There is also a "House Specifications" chart to help you modify instructions. The editors advise reading the "Constructions Notes" before beginning any of the projects.

After the "Construction Notes," the editors go over attracting birds, butterflies and bats by means other than the houses. For example, bats prefer roosting within a quarter mile of water and in areas with mixed vegetation. Butterflies may be attracted by nectar feeders or a variety of plants, such as salvia, jewelweed and clover.

However, the editors warn not to use insecticides near butterfly plants or feeders.

Birds also are attracted by a number of plants, including maple, oak and pine trees, wax myrtle and clover. Dead, dying and hollow trees also make excellent homes for not only birds but mammals and amphibians.

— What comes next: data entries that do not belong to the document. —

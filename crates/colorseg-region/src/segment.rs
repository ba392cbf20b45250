//! Color-similarity segmentation
//!
//! Separates foreground objects from a known background color and keeps
//! only objects of a plausible size:
//!
//! 1. **Classify** every non-transparent pixel: it is foreground when its
//!    color is *not* similar to the background reference.
//! 2. **Grow** regions by BFS from each unvisited foreground pixel,
//!    scanning columns left to right and each column top to bottom.
//! 3. **Filter** each grown region by size; rejected regions are turned
//!    back into background.
//! 4. **Repaint** accepted regions with the highlight color and everything
//!    else (background and rejected regions) with the fill color.
//!    Transparent pixels are never read past classification and never
//!    written.
//!
//! Each region is grown into an owned coordinate list first and committed
//! or rolled back in one step once its final size is known.

use crate::error::{RegionError, RegionResult};
use crate::grid::BitGrid;
use crate::histogram::SizeHistogram;
use crate::options::{ConnectivityType, SegmentOptions};
use crate::render::{paint_background, paint_region};
use colorseg_color::pixels_are_similar;
use colorseg_core::{Box, PixMut, PixelDepth};
use std::collections::VecDeque;
use tracing::{debug, trace};

/// Summary of one grown region
#[derive(Debug, Clone, Copy, PartialEq, Eq)]
pub struct RegionStats {
    /// First pixel of the region in scan order
    pub seed: (u32, u32),
    /// Number of pixels in the region
    pub pixel_count: u32,
    /// Bounding box of the region
    pub bounds: Box,
    /// Whether the region survived the size filter
    pub accepted: bool,
}

/// Result of a segmentation call
#[derive(Debug, Clone)]
pub struct SegmentResult {
    /// Final classification: set for pixels of accepted regions only
    pub classification: BitGrid,
    /// Histogram of all grown region sizes
    pub histogram: SizeHistogram,
    /// Every grown region, in discovery order
    pub regions: Vec<RegionStats>,
    /// Number of accepted regions
    pub accepted: usize,
    /// Number of rejected regions
    pub rejected: usize,
}

impl SegmentResult {
    /// Whether (x, y) ended as part of an accepted region
    pub fn is_object(&self, x: u32, y: u32) -> bool {
        self.classification.is_set(x, y)
    }

    /// Iterate over accepted regions
    pub fn accepted_regions(&self) -> impl Iterator<Item = &RegionStats> {
        self.regions.iter().filter(|r| r.accepted)
    }

    /// Total number of pixels in accepted regions
    pub fn accepted_pixels(&self) -> u64 {
        self.accepted_regions().map(|r| r.pixel_count as u64).sum()
    }
}

/// Segment an RGB or RGBA image in place
///
/// Classifies pixels against `options.background`, grows connected
/// foreground regions, rejects regions whose size is `<= min_region_size`
/// or `>= max_region_size`, and repaints the image: accepted regions with
/// `options.highlight`, all other non-transparent pixels with
/// `options.fill`. A pixel is transparent when the image has an alpha
/// channel and the pixel's alpha is zero.
///
/// # Arguments
///
/// * `pix` - 32-bit image, modified in place
/// * `options` - Background reference, threshold, size band and colors
///
/// # Errors
///
/// Returns [`RegionError::InvalidInput`] for an empty image,
/// [`RegionError::UnsupportedDepth`] for 8-bit images, and
/// [`RegionError::InvalidParameters`] for an invalid threshold.
///
/// # Examples
///
/// ```
/// use colorseg_core::{Pix, PixelDepth, Rgb};
/// use colorseg_region::{segment, SegmentOptions};
///
/// let pix = Pix::new(7, 7, PixelDepth::Bit32).unwrap();
/// let mut pm = pix.try_into_mut().unwrap();
/// let options = SegmentOptions::default().with_background(Rgb::BLACK);
/// for y in 2..5 {
///     for x in 2..5 {
///         pm.set_rgb(x, y, 255, 255, 0).unwrap();
///     }
/// }
///
/// let result = segment(&mut pm, &options).unwrap();
/// assert_eq!(result.accepted, 1);
/// assert_eq!(result.regions[0].pixel_count, 9);
/// assert_eq!(pm.get_rgb(3, 3), Some((255, 0, 0)));
/// ```
pub fn segment(pix: &mut PixMut, options: &SegmentOptions) -> RegionResult<SegmentResult> {
    let width = pix.width();
    let height = pix.height();

    if width == 0 || height == 0 {
        return Err(RegionError::InvalidInput { width, height });
    }
    if pix.depth() != PixelDepth::Bit32 {
        return Err(RegionError::UnsupportedDepth {
            expected: "32-bit RGB/RGBA",
            actual: pix.depth().bits(),
        });
    }
    options.validate()?;

    let background = options.background.to_pixel();
    let (mut is_object, transparent) = classify(pix, background, options.threshold)?;
    let mut visited = BitGrid::new(width, height);
    let mut histogram = SizeHistogram::new();
    let mut regions = Vec::new();

    for x in 0..width {
        for y in 0..height {
            if transparent.is_set(x, y) || visited.is_set(x, y) {
                continue;
            }
            if !is_object.is_set(x, y) {
                paint_background(pix, x, y, options.fill)?;
                continue;
            }

            let region = grow_region(
                (x, y),
                &is_object,
                &transparent,
                &mut visited,
                options.connectivity,
            )?;
            let size = u32::try_from(region.len()).unwrap_or(u32::MAX);
            let accepted = options.accepts_size(size);

            if accepted {
                paint_region(pix, &region, options.highlight)?;
            } else {
                for &(rx, ry) in &region {
                    is_object.set(rx, ry, false)?;
                }
                paint_region(pix, &region, options.fill)?;
            }

            histogram.record(size);
            let stats = RegionStats {
                seed: (x, y),
                pixel_count: size,
                bounds: region_bounds(&region),
                accepted,
            };
            trace!(?stats, "region");
            regions.push(stats);
        }
    }

    let accepted = regions.iter().filter(|r| r.accepted).count();
    let rejected = regions.len() - accepted;
    debug!(
        width,
        height,
        regions = regions.len(),
        accepted,
        rejected,
        "segmentation complete"
    );
    debug!("region size histogram: {}", histogram);

    Ok(SegmentResult {
        classification: is_object,
        histogram,
        regions,
        accepted,
        rejected,
    })
}

/// Build the foreground and transparency grids
fn classify(pix: &PixMut, background: u32, threshold: f64) -> RegionResult<(BitGrid, BitGrid)> {
    let width = pix.width();
    let height = pix.height();
    let mut is_object = BitGrid::new(width, height);
    let mut transparent = BitGrid::new(width, height);

    for y in 0..height {
        for x in 0..width {
            if pix.is_transparent(x, y) {
                transparent.set(x, y, true)?;
                continue;
            }
            if !pixels_are_similar(pix.get_pixel_unchecked(x, y), background, threshold) {
                is_object.set(x, y, true)?;
            }
        }
    }

    Ok((is_object, transparent))
}

/// Grow one region from `seed` by breadth-first search
///
/// Pixels are marked visited when enqueued, the seed included. Returns the
/// region's pixels in discovery order.
fn grow_region(
    seed: (u32, u32),
    is_object: &BitGrid,
    transparent: &BitGrid,
    visited: &mut BitGrid,
    connectivity: ConnectivityType,
) -> RegionResult<Vec<(u32, u32)>> {
    let width = is_object.width() as i64;
    let height = is_object.height() as i64;

    visited.set(seed.0, seed.1, true)?;
    let mut region = vec![seed];
    let mut queue = VecDeque::new();
    queue.push_back(seed);

    while let Some((x, y)) = queue.pop_front() {
        for &(dx, dy) in connectivity.offsets() {
            let nx = x as i64 + dx as i64;
            let ny = y as i64 + dy as i64;
            if nx < 0 || ny < 0 || nx >= width || ny >= height {
                continue;
            }
            let (nx, ny) = (nx as u32, ny as u32);
            if transparent.is_set(nx, ny) || !is_object.is_set(nx, ny) || visited.is_set(nx, ny)
            {
                continue;
            }
            visited.set(nx, ny, true)?;
            region.push((nx, ny));
            queue.push_back((nx, ny));
        }
    }

    Ok(region)
}

fn region_bounds(region: &[(u32, u32)]) -> Box {
    let (mut min_x, mut min_y) = (u32::MAX, u32::MAX);
    let (mut max_x, mut max_y) = (0, 0);
    for &(x, y) in region {
        min_x = min_x.min(x);
        min_y = min_y.min(y);
        max_x = max_x.max(x);
        max_y = max_y.max(y);
    }
    Box::from_extent(min_x, min_y, max_x, max_y)
}

#[cfg(test)]
mod tests {
    use super::*;
    use colorseg_core::{Pix, Rgb, color};

    const BG: Rgb = Rgb::new(0x8F, 0x93, 0x92);
    const FG: Rgb = Rgb::new(20, 200, 40);

    /// Create an image filled with the background color, with the listed
    /// pixels set to the foreground color
    fn create_test_image(w: u32, h: u32, fg: &[(u32, u32)]) -> PixMut {
        let pix = Pix::new(w, h, PixelDepth::Bit32).unwrap();
        let mut pm = pix.try_into_mut().unwrap();
        for y in 0..h {
            for x in 0..w {
                pm.set_rgb(x, y, BG.r, BG.g, BG.b).unwrap();
            }
        }
        for &(x, y) in fg {
            pm.set_rgb(x, y, FG.r, FG.g, FG.b).unwrap();
        }
        pm
    }

    fn opts(min: u32, max: u32) -> SegmentOptions {
        SegmentOptions::default().with_size_band(min, max)
    }

    #[test]
    fn test_block_accepted() {
        let block: Vec<_> = (2..5).flat_map(|x| (2..5).map(move |y| (x, y))).collect();
        let mut pm = create_test_image(7, 7, &block);
        let result = segment(&mut pm, &opts(3, 800)).unwrap();

        assert_eq!(result.regions.len(), 1);
        assert_eq!(result.accepted, 1);
        let region = result.regions[0];
        assert_eq!(region.pixel_count, 9);
        assert_eq!(region.seed, (2, 2));
        assert_eq!(region.bounds, Box::new(2, 2, 3, 3).unwrap());

        for y in 0..7 {
            for x in 0..7 {
                let inside = (2..5).contains(&x) && (2..5).contains(&y);
                let expected = if inside { (255, 0, 0) } else { (0, 0, 0) };
                assert_eq!(pm.get_rgb(x, y), Some(expected), "pixel ({}, {})", x, y);
                assert_eq!(result.is_object(x, y), inside);
            }
        }
    }

    #[test]
    fn test_speck_rejected() {
        let mut pm = create_test_image(5, 5, &[(2, 2)]);
        let result = segment(&mut pm, &opts(3, 800)).unwrap();
        assert_eq!(result.regions.len(), 1);
        assert_eq!(result.rejected, 1);
        assert!(!result.is_object(2, 2));
        assert_eq!(pm.get_rgb(2, 2), Some((0, 0, 0)));
        assert_eq!(result.histogram.get(1), 1);
    }

    #[test]
    fn test_diagonal_neighbors_join() {
        let mut pm = create_test_image(4, 4, &[(1, 1), (2, 2)]);
        let result = segment(&mut pm, &opts(0, 800)).unwrap();
        assert_eq!(result.regions.len(), 1);
        assert_eq!(result.regions[0].pixel_count, 2);

        let mut pm = create_test_image(4, 4, &[(1, 1), (2, 2)]);
        let four = opts(0, 800).with_connectivity(ConnectivityType::FourWay);
        let result = segment(&mut pm, &four).unwrap();
        assert_eq!(result.regions.len(), 2);
    }

    #[test]
    fn test_scan_order_column_major() {
        // Seeds are discovered down each column before moving right
        let mut pm = create_test_image(6, 6, &[(4, 0), (0, 4)]);
        let result = segment(&mut pm, &opts(0, 800)).unwrap();
        let seeds: Vec<_> = result.regions.iter().map(|r| r.seed).collect();
        assert_eq!(seeds, vec![(0, 4), (4, 0)]);
    }

    #[test]
    fn test_transparent_pixels_untouched() {
        let mut pm = create_test_image(3, 3, &[(0, 0), (1, 0), (2, 0)]);
        pm.set_spp(4).unwrap();
        // A transparent pixel is skipped even when its RGB is foreground
        pm.set_pixel(1, 0, color::compose_rgba(FG.r, FG.g, FG.b, 0)).unwrap();
        pm.set_pixel(1, 1, 0).unwrap();

        let result = segment(&mut pm, &opts(0, 800)).unwrap();
        assert_eq!(pm.get_pixel(1, 0), Some(color::compose_rgba(FG.r, FG.g, FG.b, 0)));
        assert_eq!(pm.get_pixel(1, 1), Some(0));
        // (0,0) and (2,0) are not adjacent once (1,0) and (1,1) are excluded
        assert_eq!(result.regions.len(), 2);
        assert!(result.regions.iter().all(|r| r.pixel_count == 1));
    }

    #[test]
    fn test_partial_alpha_ignored_by_classification() {
        let pix = Pix::new(3, 1, PixelDepth::Bit32).unwrap();
        let mut pm = pix.try_into_mut().unwrap();
        pm.set_spp(4).unwrap();
        pm.set_rgba(0, 0, BG.r, BG.g, BG.b, 128).unwrap();
        pm.set_rgba(1, 0, BG.r, BG.g, BG.b, 255).unwrap();
        pm.set_rgba(2, 0, FG.r, FG.g, FG.b, 1).unwrap();

        let result = segment(&mut pm, &opts(0, 800)).unwrap();
        assert_eq!(result.regions.len(), 1);
        assert_eq!(result.regions[0].seed, (2, 0));
        assert_eq!(pm.get_pixel(0, 0), Some(color::compose_rgba(0, 0, 0, 128)));
        assert_eq!(pm.get_pixel(2, 0), Some(color::compose_rgba(255, 0, 0, 1)));
    }

    #[test]
    fn test_empty_band_rejects_everything() {
        let mut pm = create_test_image(5, 5, &[(0, 0), (1, 0), (3, 3)]);
        let result = segment(&mut pm, &opts(5, 5)).unwrap();
        assert_eq!(result.accepted, 0);
        assert_eq!(result.rejected, 2);
        assert_eq!(result.classification.count_set(), 0);
    }

    #[test]
    fn test_no_foreground() {
        let mut pm = create_test_image(4, 4, &[]);
        let result = segment(&mut pm, &SegmentOptions::default()).unwrap();
        assert!(result.regions.is_empty());
        assert!(pm.data().iter().all(|&p| p == Rgb::BLACK.to_pixel()));
    }

    #[test]
    fn test_errors() {
        let mut pm = create_test_image(2, 2, &[]);
        let bad = SegmentOptions::default().with_threshold(-5.0);
        assert!(matches!(
            segment(&mut pm, &bad),
            Err(RegionError::InvalidParameters(_))
        ));

        let gray = Pix::new(2, 2, PixelDepth::Bit8).unwrap();
        let mut gm = gray.try_into_mut().unwrap();
        assert!(matches!(
            segment(&mut gm, &SegmentOptions::default()),
            Err(RegionError::UnsupportedDepth { actual: 8, .. })
        ));
    }
}
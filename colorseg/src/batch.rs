//! Directory batch processing
//!
//! Segments every image in a directory and writes the repainted result next
//! to its input. For `data/plate1.jpg` the output is `data/plate1.out`;
//! files whose name already ends in `.out` are treated as earlier outputs
//! and skipped, so a directory can be processed repeatedly. Inputs that
//! share a name up to the first `.` (`a.png`, `a.jpg`) map to the same
//! output; only the first in sorted order is processed and the rest are
//! reported as skipped.
//!
//! Files are independent, so they are processed in parallel on the rayon
//! thread pool. Undecodable files are logged and reported as skipped; they
//! do not abort the batch.

use anyhow::{Context, bail};
use colorseg_core::{ImageFormat, Pix};
use colorseg_io::{read_image, write_image};
use colorseg_region::{SegmentOptions, segment};
use rayon::prelude::*;
use std::collections::HashMap;
use std::fs;
use std::path::{Path, PathBuf};
use tracing::{debug, info, warn};

/// Suffix of written output files
pub const OUTPUT_SUFFIX: &str = ".out";

/// Options for [`run_batch`]
#[derive(Debug, Clone)]
pub struct BatchOptions {
    /// Directory scanned for input images
    pub dir: PathBuf,
    /// Segmentation settings applied to every image
    pub segment: SegmentOptions,
    /// Encoding of the output files
    pub output_format: ImageFormat,
    /// Worker threads; `None` uses the global rayon pool, `Some(1)` runs
    /// sequentially
    pub jobs: Option<usize>,
}

impl Default for BatchOptions {
    fn default() -> Self {
        Self {
            dir: PathBuf::from("data"),
            segment: SegmentOptions::default(),
            output_format: ImageFormat::Jpeg,
            jobs: None,
        }
    }
}

impl BatchOptions {
    /// Create options for a directory with default settings
    pub fn new(dir: impl Into<PathBuf>) -> Self {
        Self {
            dir: dir.into(),
            ..Self::default()
        }
    }

    pub fn with_segment(mut self, segment: SegmentOptions) -> Self {
        self.segment = segment;
        self
    }

    pub fn with_output_format(mut self, format: ImageFormat) -> Self {
        self.output_format = format;
        self
    }

    pub fn with_jobs(mut self, jobs: Option<usize>) -> Self {
        self.jobs = jobs;
        self
    }
}

/// Outcome for one input file
#[derive(Debug, Clone, PartialEq, Eq)]
pub enum FileOutcome {
    /// The image was segmented and written to `output`
    Processed {
        output: PathBuf,
        accepted: usize,
        rejected: usize,
    },
    /// The file could not be processed
    Skipped { reason: String },
}

/// Report line for one input file
#[derive(Debug, Clone, PartialEq, Eq)]
pub struct FileReport {
    pub input: PathBuf,
    pub outcome: FileOutcome,
}

/// Result of a batch run, one entry per input in sorted path order
#[derive(Debug, Clone, Default)]
pub struct BatchReport {
    pub files: Vec<FileReport>,
}

impl BatchReport {
    /// Number of files written
    pub fn processed(&self) -> usize {
        self.files
            .iter()
            .filter(|f| matches!(f.outcome, FileOutcome::Processed { .. }))
            .count()
    }

    /// Number of files skipped
    pub fn skipped(&self) -> usize {
        self.files.len() - self.processed()
    }

    /// Accepted regions over all processed files
    pub fn total_accepted(&self) -> usize {
        self.files
            .iter()
            .map(|f| match f.outcome {
                FileOutcome::Processed { accepted, .. } => accepted,
                FileOutcome::Skipped { .. } => 0,
            })
            .sum()
    }
}

/// Output path for an input file
///
/// The file name is cut at its first `.` and [`OUTPUT_SUFFIX`] appended,
/// in the input's directory: `a/b.tar.png` becomes `a/b.out`.
pub fn output_path(input: &Path) -> PathBuf {
    let name = input
        .file_name()
        .map(|n| n.to_string_lossy().into_owned())
        .unwrap_or_default();
    let stem = name.split('.').next().unwrap_or_default();
    input.with_file_name(format!("{}{}", stem, OUTPUT_SUFFIX))
}

/// Whether a path names an earlier output
pub fn is_output_file(path: &Path) -> bool {
    path.file_name()
        .is_some_and(|n| n.to_string_lossy().ends_with(OUTPUT_SUFFIX))
}

/// List the input files of a directory, sorted by path
///
/// Subdirectories and earlier outputs are skipped.
///
/// # Errors
///
/// Fails if the directory cannot be read.
pub fn collect_inputs(dir: &Path) -> anyhow::Result<Vec<PathBuf>> {
    let entries =
        fs::read_dir(dir).with_context(|| format!("failed to read directory {}", dir.display()))?;

    let mut inputs = Vec::new();
    for entry in entries {
        let path = entry
            .with_context(|| format!("failed to list directory {}", dir.display()))?
            .path();
        if !path.is_file() {
            continue;
        }
        if is_output_file(&path) {
            debug!(path = %path.display(), "skipping earlier output");
            continue;
        }
        inputs.push(path);
    }
    inputs.sort();
    Ok(inputs)
}

/// Segment one file and write its output
///
/// # Errors
///
/// Fails if the file cannot be decoded, segmented or written.
pub fn process_file(
    input: &Path,
    segment_options: &SegmentOptions,
    output_format: ImageFormat,
) -> anyhow::Result<FileOutcome> {
    let pix = read_image(input).with_context(|| format!("failed to decode {}", input.display()))?;
    let mut pix_mut = pix.try_into_mut().unwrap_or_else(|shared| shared.to_mut());

    let result = segment(&mut pix_mut, segment_options)
        .with_context(|| format!("failed to segment {}", input.display()))?;

    let output = output_path(input);
    let segmented: Pix = pix_mut.into();
    write_image(&segmented, &output, output_format)
        .with_context(|| format!("failed to write {}", output.display()))?;

    Ok(FileOutcome::Processed {
        output,
        accepted: result.accepted,
        rejected: result.rejected,
    })
}

/// Pair each input with the earlier input that already owns its output
/// path, if any
fn claim_outputs(inputs: &[PathBuf]) -> Vec<(&Path, Option<&Path>)> {
    let mut owners: HashMap<PathBuf, &Path> = HashMap::new();
    inputs
        .iter()
        .map(|input| {
            let owner = *owners.entry(output_path(input)).or_insert(input.as_path());
            (input.as_path(), (owner != input.as_path()).then_some(owner))
        })
        .collect()
}

fn report_file(input: &Path, owner: Option<&Path>, options: &BatchOptions) -> FileReport {
    if let Some(owner) = owner {
        let reason = format!(
            "output {} collides with {}",
            output_path(input).display(),
            owner.display()
        );
        warn!(input = %input.display(), %reason, "skipped");
        return FileReport {
            input: input.to_path_buf(),
            outcome: FileOutcome::Skipped { reason },
        };
    }

    let outcome = match process_file(input, &options.segment, options.output_format) {
        Ok(outcome) => {
            if let FileOutcome::Processed {
                output,
                accepted,
                rejected,
            } = &outcome
            {
                info!(
                    input = %input.display(),
                    output = %output.display(),
                    accepted,
                    rejected,
                    "processed"
                );
            }
            outcome
        }
        Err(e) => {
            let reason = format!("{:#}", e);
            warn!(input = %input.display(), %reason, "skipped");
            FileOutcome::Skipped { reason }
        }
    };
    FileReport {
        input: input.to_path_buf(),
        outcome,
    }
}

/// Process every input file of `options.dir`
///
/// # Errors
///
/// Fails if the segmentation options are invalid, the directory is missing
/// or unreadable, or the worker pool cannot be built. Per-file failures and
/// output collisions are reported in the [`BatchReport`] instead.
pub fn run_batch(options: &BatchOptions) -> anyhow::Result<BatchReport> {
    options.segment.validate()?;
    if !options.dir.is_dir() {
        bail!("input directory {} does not exist", options.dir.display());
    }

    let inputs = collect_inputs(&options.dir)?;
    info!(dir = %options.dir.display(), files = inputs.len(), "starting batch");
    let claims = claim_outputs(&inputs);

    let files: Vec<FileReport> = match options.jobs {
        Some(0) => bail!("jobs must be at least 1"),
        Some(1) => claims
            .iter()
            .map(|&(p, owner)| report_file(p, owner, options))
            .collect(),
        Some(n) => {
            let pool = rayon::ThreadPoolBuilder::new()
                .num_threads(n)
                .build()
                .context("failed to build worker pool")?;
            pool.install(|| {
                claims
                    .par_iter()
                    .map(|&(p, owner)| report_file(p, owner, options))
                    .collect()
            })
        }
        None => claims
            .par_iter()
            .map(|&(p, owner)| report_file(p, owner, options))
            .collect(),
    };

    let report = BatchReport { files };
    info!(
        processed = report.processed(),
        skipped = report.skipped(),
        accepted = report.total_accepted(),
        "batch complete"
    );
    Ok(report)
}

Next are given house specifications for different species, from the American kestrel to barred owls, purple martins and tufted titmice. The vital statistics are also given for the bird species: size of bird, the number of eggs they lay and the broods per season, as well as the length of incubation, diet and range.

The projects in this book are inventive and clever. The kestrel house resembles a little church. The ash-throated flycatcher’s house is, for good reasons, called a "desert villa," and the butterfly house look somewhat like a lighthouse.

There are two types of Eastern bluebird house which are fashioned out of cedar, which requires no finish. The editors say that one may actually make two or three of them in an hour’s time.

Even birds who refuse to nest in houses get some attention here.

The California towhee gets a simple lattice-like platform; the barn swallow’s platform resembles, of course, a barn; and the American tree sparrow’s platform is a lovely gazebo-like structure. Perhaps the most unusual house is the icosahedron wren house, which has 20 sides and dangles from a string.

Lee’s take: Imaginative.

J.J.’s take: Good for various skill levels.